Facade of exEsma in Buenos Aires. ESMA Site Museum
“It’s a mystery, he’s missing. It has no entity, it is not there.” This was how Argentine dictator Jorge Rafael Videla responded to a journalist who asked him in 1979 about “the problem of the disappeared.” The dictatorship carried out a systematic plan of enforced disappearances and complaints came from within and abroad. “Neither dead nor alive, he is missing,” the soldier concluded. At least 5,000 of these regime victims were kidnapped at the Navy Mechanics School (Esma), a key secret center of the system. With the return to democracy in 1983, the oppressors were brought to justice and spaces like this were resigned. The exEsma is now a symbol of consensus against dictatorship, which has just been declared a World Cultural and Natural Heritage Site by UNESCO.
UNESCO has found that the Esma Memorial Site Museum, built in 2019 on the site of the country’s largest secret detention center, is representative of the illegal repression carried out and coordinated by the dictatorships of Latin America in the decades of the 1970s and eighties on the basis of the violent enforced disappearances. “It is the most prominent symbol of state terrorism,” says the conclusion of the International Council on Monuments and Sites, saying that some areas “require improvement,” such as “the depiction of the political context that led to the dictatorship.” ” The council, which has been meeting since Saturday in Riyadh, Saudi Arabia, concluded that exEsma meets selection criterion six, meaning it must be “directly or materially linked to events” of “outstanding universal concern.”
Following the announcement, the Argentine delegation carried a message from President Alberto Fernández, who is in New York to attend the United Nations General Assembly. “The memory must be kept alive so that bad experiences do not repeat themselves. The worst state terrorism was expressed in Esma. During those years, Argentina suffered the persecution of all those who opposed the military dictatorship. Some were persecuted, some were imprisoned, almost all were tortured; others ended up in exile, many were murdered and many disappeared from the face of the earth,” the president said.
The Argentine dictatorship set up around 700 secret detention and torture centers across the country. The space included this Tuesday in the World Heritage List was “the most emblematic secret center in South America,” according to the Secretariat for Human Rights, which began submitting the candidacy to the United Nations in 2015: “Due to the structural dimension.” , the geographical location in the city, the coexistence of the perpetrators with the victims and the concentration characteristics of incarceration and extermination.” The writing marks places such as the Auschwitz extermination camp in Poland or the Hiroshima Peace Memorial as prehistory.
The buildings of the old Esma are located on a 17-hectare site that was handed over to the army at the beginning of the last century. The central building rises imposingly from Avenida Del Libertador, an artery that runs parallel to the Río de la Plata. It still bears the blackened letters “Navy Mechanics School.” Even after the return to democracy, the room remained a school for noncommissioned officers while society debated what to do with it. There were initiatives to demolish it, but eventually the Navy was expelled and the creation of a space to remember and defend human rights was ordered.
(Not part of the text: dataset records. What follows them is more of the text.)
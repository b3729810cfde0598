//! Event types and sinks for observing distribution runs.
//!
//! This module defines [`DistributionEvent`] and a small set of sinks to collect or forward
//! events while [`crate::distribute::distribute_with_events`] or
//! [`crate::distribute::distribute_advanced_with_events`] run.
use crate::location::LocationId;

/// Describes events emitted while distributing a pool.
#[non_exhaustive]
#[derive(Debug, Clone, PartialEq)]
pub enum DistributionEvent {
    /// Emitted once the pool for a composite location has been resolved.
    DistributionStarted {
        /// The composite location being distributed.
        location_id: LocationId,
        /// Number of sublocations receiving content.
        sublocations: usize,
        /// Items in the source pool.
        items: usize,
        /// Entities in the source pool.
        entities: usize,
    },

    /// Emitted when an item is assigned to a sublocation.
    ItemPlaced {
        location_id: LocationId,
        sublocation_id: LocationId,
        item_id: String,
        /// True when placed by the guaranteed round rather than a random draw.
        guaranteed: bool,
    },

    /// Emitted when an entity is assigned to a sublocation.
    EntityPlaced {
        location_id: LocationId,
        sublocation_id: LocationId,
        entity_id: String,
        /// True when placed by the guaranteed round rather than a random draw.
        guaranteed: bool,
    },

    /// Emitted when an item found no sublocation with room within the attempt ceiling.
    ItemDropped {
        location_id: LocationId,
        item_id: String,
        attempts: usize,
    },

    /// Emitted when an entity found no sublocation with room within the attempt ceiling.
    EntityDropped {
        location_id: LocationId,
        entity_id: String,
        attempts: usize,
    },

    /// Emitted when distribution of a location completes.
    DistributionFinished {
        location_id: LocationId,
        items_placed: usize,
        entities_placed: usize,
        items_dropped: usize,
        entities_dropped: usize,
    },

    /// Non-fatal warning generated during distribution.
    Warning {
        /// Context string (e.g. location id).
        context: String,
        /// Human-readable message.
        message: String,
    },
}

/// Discriminant of [`DistributionEvent`], used to filter what a sink receives.
#[derive(Debug, Clone, Copy, PartialEq, Eq, Hash)]
pub enum DistributionEventKind {
    DistributionStarted,
    ItemPlaced,
    EntityPlaced,
    ItemDropped,
    EntityDropped,
    DistributionFinished,
    Warning,
}

impl DistributionEvent {
    pub fn kind(&self) -> DistributionEventKind {
        match self {
            DistributionEvent::DistributionStarted { .. } => {
                DistributionEventKind::DistributionStarted
            }
            DistributionEvent::ItemPlaced { .. } => DistributionEventKind::ItemPlaced,
            DistributionEvent::EntityPlaced { .. } => DistributionEventKind::EntityPlaced,
            DistributionEvent::ItemDropped { .. } => DistributionEventKind::ItemDropped,
            DistributionEvent::EntityDropped { .. } => DistributionEventKind::EntityDropped,
            DistributionEvent::DistributionFinished { .. } => {
                DistributionEventKind::DistributionFinished
            }
            DistributionEvent::Warning { .. } => DistributionEventKind::Warning,
        }
    }
}

/// A generic event sink that accepts [`DistributionEvent`]s.
pub trait EventSink {
    fn send(&mut self, event: DistributionEvent);

    /// Whether events of `kind` should be built and sent at all.
    #[inline]
    fn wants(&mut self, _kind: DistributionEventKind) -> bool {
        true
    }
}

/// A no-op event sink.
impl EventSink for () {
    #[inline]
    fn send(&mut self, _event: DistributionEvent) {}

    #[inline]
    fn wants(&mut self, _kind: DistributionEventKind) -> bool {
        false
    }
}

/// An event sink that forwards to a user-provided closure.
pub struct FnSink<F>
where
    F: FnMut(DistributionEvent),
{
    f: F,
}

impl<F> FnSink<F>
where
    F: FnMut(DistributionEvent),
{
    pub fn new(f: F) -> Self {
        Self { f }
    }
}

impl<F> EventSink for FnSink<F>
where
    F: FnMut(DistributionEvent),
{
    #[inline]
    fn send(&mut self, event: DistributionEvent) {
        (self.f)(event);
    }
}

/// An event sink that collects events in a `Vec`, optionally restricted to some kinds.
#[derive(Default)]
pub struct VecSink {
    events: Vec<DistributionEvent>,
    only: Option<Vec<DistributionEventKind>>,
}

impl VecSink {
    pub fn new() -> Self {
        Self {
            events: Vec::new(),
            only: None,
        }
    }

    /// Collects only events of the listed kinds.
    pub fn only(kinds: &[DistributionEventKind]) -> Self {
        Self {
            events: Vec::new(),
            only: Some(kinds.to_vec()),
        }
    }

    pub fn into_inner(self) -> Vec<DistributionEvent> {
        self.events
    }

    pub fn as_slice(&self) -> &[DistributionEvent] {
        &self.events
    }

    pub fn clear(&mut self) {
        self.events.clear();
    }

    pub fn len(&self) -> usize {
        self.events.len()
    }

    pub fn is_empty(&self) -> bool {
        self.events.is_empty()
    }
}

impl EventSink for VecSink {
    #[inline]
    fn send(&mut self, event: DistributionEvent) {
        self.events.push(event);
    }

    fn wants(&mut self, kind: DistributionEventKind) -> bool {
        match &self.only {
            Some(kinds) => kinds.contains(&kind),
            None => true,
        }
    }
}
The project was launched following an agreement between the national government under Néstor Kirchner and the municipal government under Aníbal Ibarra. In 2005 the first signs were put up and the first routes opened. The Esma Memorial Site Museum was inaugurated more than a decade later, in 2019, in the building of the old officers’ mess, the center of repressive activities. Since the building is considered legal evidence in the case against the oppressors and the investigation is ongoing, the museographic proposal has not changed either the structure or the state of preservation at the time of its restoration.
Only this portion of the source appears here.